Dig into the world of the miner: Driving through the shaft tower with panoramic view, travelling on faithfully recreated tracks and through cross passages and experience Saxony's largest twin steam engine in action.
Due to extensive renovation work and the renewal of the permanent exhibition, the museum will be closed until the end of April 2020.
- mining-playground "Zwergenschacht": on this spectacular playground children can explore the work of the miners playfully
- several offes for families: holiday programmes, children`s birthday parties, festivities for children, family days with different topics and much more is offered all year long
- "black break": after the tour through the mine groups are offered a creative snack
Additional access information for wheelchair users and persons with reduced mobility:
- Ticket office (door >90 cm) with WC for wheelchair users is accessible via 1 doorstep of 4 cm
- WC for wheelchair users: Door 93 cm, 140x140 cm in front of and 130 cm beside the WC
- Entrance (103 cm) to the museum via 1 step of 6 cm
- Lift: Door 68 cm, circulation area: free turning space of 75x125 cm
- 2 hire wheelchairs suitable for the lift
- Stair lift to the pit head frame
- Some slopes in the exhibition (16% gradient, 30 m length), an assistance is required
- Tours for the blind and guests with learning impairments on request
Heroes of Labour
The eventful German history left its mark on what is now the mining museum in Oelsnitz in the Ore Mountains.
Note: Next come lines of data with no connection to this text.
// ugBC - A retargetable BASIC compiler creating binaries for 8-bit home computers
// Copyright (C) 2026  Marcel Joachim Kloubert <marcel@kloubert.dev>
//
// This program is free software: you can redistribute it and/or modify
// it under the terms of the GNU Affero General Public License as published by
// the Free Software Foundation, either version 3 of the License, or
// (at your option) any later version.
//
// This program is distributed in the hope that it will be useful,
// but WITHOUT ANY WARRANTY; without even the implied warranty of
// MERCHANTABILITY or FITNESS FOR A PARTICULAR PURPOSE.  See the
// GNU Affero General Public License for more details.
//
// You should have received a copy of the GNU Affero General Public License
// along with this program.  If not, see <https://www.gnu.org/licenses/>.

//! ugBC compiler CLI
//!
//! Compiles a ugBASIC source into assembly for the chosen target and,
//! when `-o` is given, drives the assembler and linker to a binary.

use clap::{ArgAction, Parser};
use std::fs;
use std::path::{Path, PathBuf};
use std::process::ExitCode;

use ugbc::backend::Target;
use ugbc::config::{CompilerOptions, OutputFormat, Profile, TargetKind};
use ugbc::error::{format_critical, format_warning, render_report};
use ugbc::output::{self, BuildArtifacts};
use ugbc::toolchain::ProcessToolchain;
use ugbc::{CompileError, Compilation, ErrorCode};

/// ugBC - the ugBASIC compiler
#[derive(Parser, Debug)]
#[command(name = "ugbc")]
#[command(version)]
#[command(about = "A retargetable BASIC compiler for 8-bit home computers")]
#[command(long_about = r#"
ugBC compiles ugBASIC programs into assembly for the Commodore 64, the
Atari 8-bit computers and the TRS-80 Color Computer. With -o the assembly
is handed to cc65 (6502) or asm6809 (6809) to produce a binary.

Example usage:
  ugbc game.bas game.asm
  ugbc -T c64 -o game.prg game.bas game.asm
  ugbc -T coco -O dsk -o game.dsk -L game.lb2 game.bas game.asm
"#)]
struct Cli {
    /// The BASIC source file
    source: PathBuf,

    /// Where to write the generated assembly
    asm: PathBuf,

    /// Where to write the linker configuration (cc65 targets)
    #[arg(short = 'c', value_name = "CFG")]
    linker_config: Option<PathBuf>,

    /// Target machine: c64, atari, coco
    #[arg(short = 'T', value_name = "TARGET", default_value = "c64")]
    target: String,

    /// Assemble and link into this binary
    #[arg(short = 'o', value_name = "BINARY")]
    output: Option<PathBuf>,

    /// Output format (prg, xex, rom, bin, d64, dsk, atr); defaults to the extension of -o
    #[arg(short = 'O', value_name = "FORMAT")]
    format: Option<String>,

    /// Write the assembler listing
    #[arg(short = 'l', value_name = "LISTING")]
    listing: Option<PathBuf>,

    /// Write debugger labels (.lb2)
    #[arg(short = 'L', value_name = "LABELS")]
    labels: Option<PathBuf>,

    /// Write the compilation report
    #[arg(short = 'I', value_name = "INFO")]
    info: Option<PathBuf>,

    /// Report warnings
    #[arg(short = 'W')]
    warnings: bool,

    /// Peephole optimizer cycles (0 disables it)
    #[arg(short = 'p', value_name = "CYCLES")]
    peephole: Option<usize>,

    /// Directory for intermediate files
    #[arg(short = 't', value_name = "TEMP")]
    temporary: Option<PathBuf>,

    /// Refuse absolute asset paths and unknown external tools
    #[arg(long)]
    sandbox: bool,

    /// Enforce the BASIC 10 Liner rules
    #[arg(long)]
    ten_liner: bool,

    /// YAML profile overlaying the compiler options
    #[arg(long, value_name = "YAML")]
    profile: Option<PathBuf>,

    /// Render errors with source excerpts
    #[arg(long)]
    pretty_errors: bool,

    /// More logging (-v info, -vv debug)
    #[arg(short = 'v', action = ArgAction::Count)]
    verbose: u8,
}

/// Exit codes.
const EXIT_COMPILE: u8 = 1;
const EXIT_USAGE: u8 = 2;
const EXIT_IO: u8 = 3;

fn init_logging(verbose: u8) {
    let level = match verbose {
        0 => log::LevelFilter::Warn,
        1 => log::LevelFilter::Info,
        _ => log::LevelFilter::Debug,
    };
    let _ = simple_logger::SimpleLogger::new()
        .with_level(level)
        .env()
        .init();
}

fn options_from(cli: &Cli) -> Result<CompilerOptions, String> {
    let mut options = CompilerOptions::default();
    if let Some(path) = &cli.profile {
        let profile = Profile::load(path).map_err(|e| e.to_string())?;
        profile.apply(&mut options);
    }

    let format = match (&cli.format, &cli.output) {
        (Some(name), _) => Some(
            OutputFormat::from_name(name).ok_or_else(|| format!("unknown output format '{}'", name))?,
        ),
        (None, Some(path)) => OutputFormat::from_path(path),
        (None, None) => None,
    };
    if format.is_some() {
        options.output_format = format;
    }
    if let Some(cycles) = cli.peephole {
        options.peephole_limit = cycles;
    }
    if let Some(path) = &cli.temporary {
        options.temporary_path = path.clone();
    }
    options.warnings_enabled = cli.warnings;
    options.sandbox |= cli.sandbox;
    options.ten_liner_rules |= cli.ten_liner;
    Ok(options)
}

fn write_file(path: &Path, contents: impl AsRef<[u8]>) -> Result<(), String> {
    fs::write(path, contents).map_err(|e| format!("cannot write {}: {}", path.display(), e))
}

fn report_error(cli: &Cli, error: &CompileError, source: &str) {
    let file = cli.source.display().to_string();
    if cli.pretty_errors {
        eprint!("{}", render_report(error, source, &file));
    } else {
        eprintln!("{}", format_critical(error, source, &file));
    }
}

fn build(cli: &Cli, compilation: &Compilation, temporary: &Path) -> Result<BuildArtifacts, CompileError> {
    let scratch = tempfile::Builder::new()
        .prefix("ugbc")
        .tempdir_in(temporary)
        .map_err(|e| {
            CompileError::unlocated(
                ErrorCode::CannotWriteOutput,
                format!("cannot create a directory in {}: {}", temporary.display(), e),
            )
        })?;
    let target = Target::new(compilation.target);
    let mut toolchain = ProcessToolchain::new(cli.sandbox);
    output::build(
        target.machine.as_ref(),
        &compilation.program,
        &compilation.storage,
        scratch.path(),
        cli.listing.is_some(),
        &mut toolchain,
    )
}

fn run(cli: &Cli) -> Result<(), u8> {
    let target = TargetKind::from_name(&cli.target).ok_or_else(|| {
        eprintln!("Error: unknown target '{}'. Use c64, atari or coco.", cli.target);
        EXIT_USAGE
    })?;
    let options = options_from(cli).map_err(|message| {
        eprintln!("Error: {}", message);
        EXIT_USAGE
    })?;
    let temporary = options.temporary_path.clone();

    let source = fs::read_to_string(&cli.source).unwrap_or_default();
    log::info!("compiling {} for {}", cli.source.display(), target);
    let compilation = ugbc::compile_file(&cli.source, options, target).map_err(|error| {
        report_error(cli, &error, &source);
        EXIT_COMPILE
    })?;

    let file = cli.source.display().to_string();
    for warning in &compilation.warnings {
        eprint!("{}", format_warning(warning, &source, Some(&file)));
    }

    let io_failure = |message: String| {
        eprintln!("Error: {}", message);
        EXIT_IO
    };
    write_file(&cli.asm, &compilation.program.assembly).map_err(io_failure)?;
    if let (Some(path), Some(config)) = (&cli.linker_config, &compilation.program.linker_config) {
        write_file(path, config).map_err(io_failure)?;
    }
    if let Some(path) = &cli.info {
        write_file(path, &compilation.info).map_err(io_failure)?;
    }

    let Some(binary) = &cli.output else {
        return Ok(());
    };
    let artifacts = build(cli, &compilation, &temporary).map_err(|error| {
        report_error(cli, &error, &source);
        EXIT_COMPILE
    })?;
    write_file(binary, &artifacts.binary).map_err(io_failure)?;
    if let Some(path) = &cli.labels {
        write_file(path, &artifacts.labels).map_err(io_failure)?;
    }
    if let (Some(path), Some(listing)) = (&cli.listing, &artifacts.listing) {
        write_file(path, listing).map_err(io_failure)?;
    }
    log::info!(
        "wrote {} ({} bytes, {})",
        binary.display(),
        artifacts.binary.len(),
        compilation.program.format
    );
    Ok(())
}

fn main() -> ExitCode {
    let cli = Cli::parse();
    init_logging(cli.verbose);
    match run(&cli) {
        Ok(()) => ExitCode::SUCCESS,
        Err(code) => ExitCode::from(code),
    }
}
The museum is located in the imposing overground facilities of a shaft, which was last named after the Marxist Karl Liebknecht, born in 1871 in Leipzig and murdered in 1919, but previously named after Empress Augusta, wife of the first German Emperor. In the mining museum of Oelsnitz, once the most advanced coalmines in Germany, the rich history of the Saxon coal industry, which goes back to the mid-19th century and was of great importance for the industrialization of Saxony, becomes tangible. In the 400 m long walkable mine, heavy mining and excavation equipment rattle. Above ground, originally preserved scenes from mining history fascinate the visitors, ranging from the lamp room and the communal bath to the wages hall. This historical industrial architecture also features exhibitions, a “carbon forest” and various mining equipment. The visitor quickly realizes that the anthracite industry needed “Heroes of Labour”. The best-known winner of this GDR title was the miner Adolf Hennecke, who, in a well-prepared shift in October 1948, fulfilled 387% of the usual norm. In this way Hennecke drew the ire of the other miners, but he also received the National Prize of the GDR and in the end became a member of the Central Committee of the governing SED party.